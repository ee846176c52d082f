// src/session/state.rs
//! Connection lifecycle states

use super::callbacks::DeviceStatus;
use serde::Serialize;
use std::fmt;

#[derive(Debug, Clone, Copy, PartialEq, Eq, Hash, Serialize)]
pub enum ConnectionState {
    /// Created, not started
    Idle,
    /// Waiting for a device or attaching it
    Connecting,
    /// Attached, reading from the receiver
    Connected,
    /// Attach failed or the connection was lost; retrying
    Reconnecting,
    /// Stopped for good
    Cancelled,
}

impl ConnectionState {
    pub fn can_transition_to(&self, next: ConnectionState) -> bool {
        use ConnectionState::*;

        match (*self, next) {
            (Cancelled, _) => false,
            (_, Cancelled) => true,

            (Idle, Connecting) => true,

            (Connecting, Connected) => true,
            (Connecting, Reconnecting) => true,

            (Connected, Reconnecting) => true,

            (Reconnecting, Connecting) => true,

            _ => false,
        }
    }

    /// Status reported to the location sink while in this state
    pub fn device_status(&self) -> DeviceStatus {
        match self {
            Self::Connected => DeviceStatus::TemporarilyUnavailable,
            _ => DeviceStatus::OutOfService,
        }
    }
}

impl fmt::Display for ConnectionState {
    fn fmt(&self, f: &mut fmt::Formatter<'_>) -> fmt::Result {
        f.write_str(match self {
            Self::Idle => "IDLE",
            Self::Connecting => "CONNECTING",
            Self::Connected => "CONNECTED",
            Self::Reconnecting => "RECONNECTING",
            Self::Cancelled => "CANCELLED",
        })
    }
}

## Action item
Please repeat the lines above exactly, beginning with the line that contains "impl fmt::Display for" and ending with the final one.

## Answer space
impl fmt::Display for ConnectionState {
    fn fmt(&self, f: &mut fmt::Formatter<'_>) -> fmt::Result {
        f.write_str(match self {
            Self::Idle => "IDLE",
            Self::Connecting => "CONNECTING",
            Self::Connected => "CONNECTED",
            Self::Reconnecting => "RECONNECTING",
            Self::Cancelled => "CANCELLED",
        })
    }
}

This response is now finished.